REQUIRED ACTION: What is needed is an exact copy of the lines in the listing below, from the one with "active_stream: active_stream" up to and including the one with "let byte_limit = match", with no other lines.
=====
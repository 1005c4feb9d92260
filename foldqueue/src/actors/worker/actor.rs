use crate::error::RuntimeFailure;
use crate::runner::{LineSink, RunSink};

use std::process::ExitStatus;
use tokio::io::{AsyncBufReadExt, AsyncRead, BufReader};
use tokio::process::Child;
use tracing::{debug, warn};

/// Supervises one spawned process: pumps its output into the hub, reaps it, and reports
/// the outcome only once both pipes are drained.
pub struct Actor;

impl Actor {
    pub fn spawn(mut child: Child, sink: RunSink) {
        // grab stdout and stderr, if they've been piped
        let stdout = child.stdout.take();
        let stderr = child.stderr.take();
        let lines = sink.lines();
        tokio::spawn(async move {
            let job_id = sink.job_id();
            let (_, _, exit_status) = tokio::join!(
                pipe(stdout, lines.clone(), "stdout"),
                pipe(stderr, lines, "stderr"),
                child.wait(),
            );
            let outcome = match exit_status {
                Ok(status) => outcome_of(status),
                Err(err) => Err(RuntimeFailure::Message(format!(
                    "failed to wait for the process: {}",
                    err
                ))),
            };
            debug!(%job_id, ?outcome, "process reaped");
            sink.finish(outcome);
        });
    }
}

async fn pipe<R>(reader: Option<R>, lines: LineSink, stream: &'static str)
where
    R: AsyncRead + Unpin,
{
    let mut reader = match reader {
        Some(reader) => BufReader::new(reader),
        None => return,
    };
    let mut buf = Vec::with_capacity(4096);
    loop {
        buf.clear();
        match reader.read_until(b'\n', &mut buf).await {
            Ok(0) => break,
            Ok(_) => {
                while matches!(buf.last(), Some(b'\n') | Some(b'\r')) {
                    buf.pop();
                }
                lines.push(String::from_utf8_lossy(&buf).into_owned());
            }
            Err(err) => {
                warn!(stream, error = %err, "stopped reading process output");
                break;
            }
        }
    }
}

fn outcome_of(status: ExitStatus) -> Result<(), RuntimeFailure> {
    if status.success() {
        return Ok(());
    }
    if let Some(code) = status.code() {
        return Err(RuntimeFailure::ExitCode(code));
    }
    #[cfg(unix)]
    {
        use std::os::unix::process::ExitStatusExt;
        if let Some(signal) = status.signal() {
            return Err(RuntimeFailure::Signal(signal));
        }
    }
    Err(RuntimeFailure::Message(format!(
        "process ended abnormally: {}",
        status
    )))
}
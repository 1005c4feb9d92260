use crate::job::Job;
use crate::status::StatusSnapshot;
use crate::types::{InputRef, JobId};
use tokio::sync::oneshot;

#[derive(Debug)]
pub enum CoordinatorMessage {
    Enqueue {
        input: InputRef,
        response: oneshot::Sender<JobId>,
    },
    GetStatus {
        response: oneshot::Sender<StatusSnapshot>,
    },
    GetJob {
        job_id: JobId,
        response: oneshot::Sender<Option<Job>>,
    },
}
pub mod queueservice;
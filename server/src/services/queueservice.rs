use foldqueue::error::Error;
use foldqueue::types::JobId;
use foldqueue::{Frame, Job, JobQueue, JobStatus, LineKind, TaggedLine};
use foldqueue_proto::fold_queue_server::FoldQueue;
use foldqueue_proto::{
    job_info, log_frame, log_line, JobInfo, JobStatusRequest, Keepalive, LogFrame,
    LogHistoryRequest, LogHistoryResponse, LogLine, QueueStatusRequest, QueueStatusResponse,
    StreamLogsRequest, SubmitRequest, SubmitResponse,
};
use futures::Stream;
use std::pin::Pin;
use tokio_stream::StreamExt;
use tonic::{Request, Response, Status};
use tracing::{debug, info};
use uuid::Uuid;

// tonic wraps this in Arc anyway internally, so we don't need Arc
pub struct FoldQueueService {
    queue: JobQueue,
    history_bytes: u64,
}

impl FoldQueueService {
    pub fn new(queue: JobQueue, history_bytes: u64) -> Self {
        Self {
            queue,
            history_bytes,
        }
    }
}

#[tonic::async_trait]
impl FoldQueue for FoldQueueService {
    type StreamLogsStream = Pin<Box<dyn Stream<Item = Result<LogFrame, Status>> + Send>>;

    async fn submit(
        &self,
        req: Request<SubmitRequest>,
    ) -> Result<Response<SubmitResponse>, Status> {
        let SubmitRequest { input_path } = req.into_inner();
        let job_id = self.queue.submit(&input_path).await.map_err(to_status)?;
        info!(%job_id, %input_path, "job submitted");
        Ok(Response::new(SubmitResponse {
            job_id: job_id.as_bytes().to_vec(),
        }))
    }

    async fn queue_status(
        &self,
        _req: Request<QueueStatusRequest>,
    ) -> Result<Response<QueueStatusResponse>, Status> {
        let status = self.queue.status().await.map_err(to_status)?;
        let active_stream = self.queue.active_stream().await.map_err(to_status)?;
        Ok(Response::new(QueueStatusResponse {
            busy: status.busy,
            current: status.current.as_ref().map(|job| job_info(job, 0)),
            pending: status
                .pending
                .iter()
                .map(|queued| job_info(&queued.job, queued.position))
                .collect(),
            completed: status.completed.iter().map(|job| job_info(job, 0)).collect(),
            failed: status.failed.iter().map(|job| job_info(job, 0)).collect(),
            active_stream: active_stream
                .map(|job_id| job_id.as_bytes().to_vec())
                .unwrap_or_default(),
        }))
    }

    async fn job_status(
        &self,
        req: Request<JobStatusRequest>,
    ) -> Result<Response<JobInfo>, Status> {
        let job_id = parse_job_id(&req.get_ref().job_id)?;
        // one snapshot, so the position and the job agree
        let status = self.queue.status().await.map_err(to_status)?;
        let job = status
            .find(job_id)
            .ok_or_else(|| to_status(Error::NotFound(job_id)))?;
        let position = status.position_of(job_id).unwrap_or(0);
        Ok(Response::new(job_info(job, position)))
    }

    async fn stream_logs(
        &self,
        _req: Request<StreamLogsRequest>,
    ) -> Result<Response<Self::StreamLogsStream>, Status> {
        let subscription = self.queue.subscribe().await.map_err(to_status)?;
        debug!("log stream subscriber connected");
        let frames = subscription.into_stream().map(|frame| Ok(log_frame(frame)));
        Ok(Response::new(Box::pin(frames) as Self::StreamLogsStream))
    }

    async fn log_history(
        &self,
        req: Request<LogHistoryRequest>,
    ) -> Result<Response<LogHistoryResponse>, Status> {
        let LogHistoryRequest { job_id, byte_limit } = req.into_inner();
        let job_id = parse_job_id(&job_id)?;
        let byte_limit = match byte_limit {
            0 => self.history_bytes,
            limit => limit,
        };
        let data = self
            .queue
            .history(job_id, byte_limit)
            .await
            .map_err(to_status)?;
        Ok(Response::new(LogHistoryResponse {
            data: data.to_vec(),
        }))
    }
}

fn parse_job_id(raw: &[u8]) -> Result<JobId, Status> {
    Uuid::from_slice(raw).map_err(|err| Status::invalid_argument(err.to_string()))
}

fn to_status(err: Error) -> Status {
    match &err {
        Error::NotFound(_) => Status::not_found(err.to_string()),
        Error::Submission(_) => Status::invalid_argument(err.to_string()),
        Error::QueueClosed | Error::HubClosed => Status::unavailable(err.to_string()),
        Error::History(_) => Status::internal(err.to_string()),
    }
}

fn job_info(job: &Job, position: usize) -> JobInfo {
    let (state, failure_reason) = match &job.status {
        JobStatus::Queued => (job_info::State::Queued, String::new()),
        JobStatus::Processing => (job_info::State::Processing, String::new()),
        JobStatus::Completed => (job_info::State::Completed, String::new()),
        JobStatus::Failed { reason } => (job_info::State::Failed, reason.clone()),
    };
    let mut info = JobInfo {
        job_id: job.id.as_bytes().to_vec(),
        input_path: job.input.to_string(),
        input_name: job.input.file_name(),
        failure_reason,
        process_ref: job
            .process_ref
            .as_ref()
            .map(|process_ref| process_ref.to_string())
            .unwrap_or_default(),
        position: position as u32,
        submitted_at_ms: job.submitted_at.timestamp_millis(),
        finished_at_ms: job
            .finished_at
            .map_or(0, |finished_at| finished_at.timestamp_millis()),
        ..Default::default()
    };
    info.set_state(state);
    info
}

fn log_frame(frame: Frame) -> LogFrame {
    let frame = match frame {
        Frame::Line(TaggedLine { job_id, kind, text }) => {
            let mut line = LogLine {
                job_id: job_id.as_bytes().to_vec(),
                text,
                ..Default::default()
            };
            line.set_kind(match kind {
                LineKind::Output => log_line::Kind::Output,
                LineKind::Marker => log_line::Kind::Marker,
                LineKind::End => log_line::Kind::End,
            });
            log_frame::Frame::Line(line)
        }
        Frame::Keepalive => log_frame::Frame::Keepalive(Keepalive {}),
    };
    LogFrame { frame: Some(frame) }
}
=====
REPLY TO THE TASK:
            active_stream: active_stream
                .map(|job_id| job_id.as_bytes().to_vec())
                .unwrap_or_default(),
        }))
    }

    async fn job_status(
        &self,
        req: Request<JobStatusRequest>,
    ) -> Result<Response<JobInfo>, Status> {
        let job_id = parse_job_id(&req.get_ref().job_id)?;
        // one snapshot, so the position and the job agree
        let status = self.queue.status().await.map_err(to_status)?;
        let job = status
            .find(job_id)
            .ok_or_else(|| to_status(Error::NotFound(job_id)))?;
        let position = status.position_of(job_id).unwrap_or(0);
        Ok(Response::new(job_info(job, position)))
    }

    async fn stream_logs(
        &self,
        _req: Request<StreamLogsRequest>,
    ) -> Result<Response<Self::StreamLogsStream>, Status> {
        let subscription = self.queue.subscribe().await.map_err(to_status)?;
        debug!("log stream subscriber connected");
        let frames = subscription.into_stream().map(|frame| Ok(log_frame(frame)));
        Ok(Response::new(Box::pin(frames) as Self::StreamLogsStream))
    }

    async fn log_history(
        &self,
        req: Request<LogHistoryRequest>,
    ) -> Result<Response<LogHistoryResponse>, Status> {
        let LogHistoryRequest { job_id, byte_limit } = req.into_inner();
        let job_id = parse_job_id(&job_id)?;
        let byte_limit = match byte_limit {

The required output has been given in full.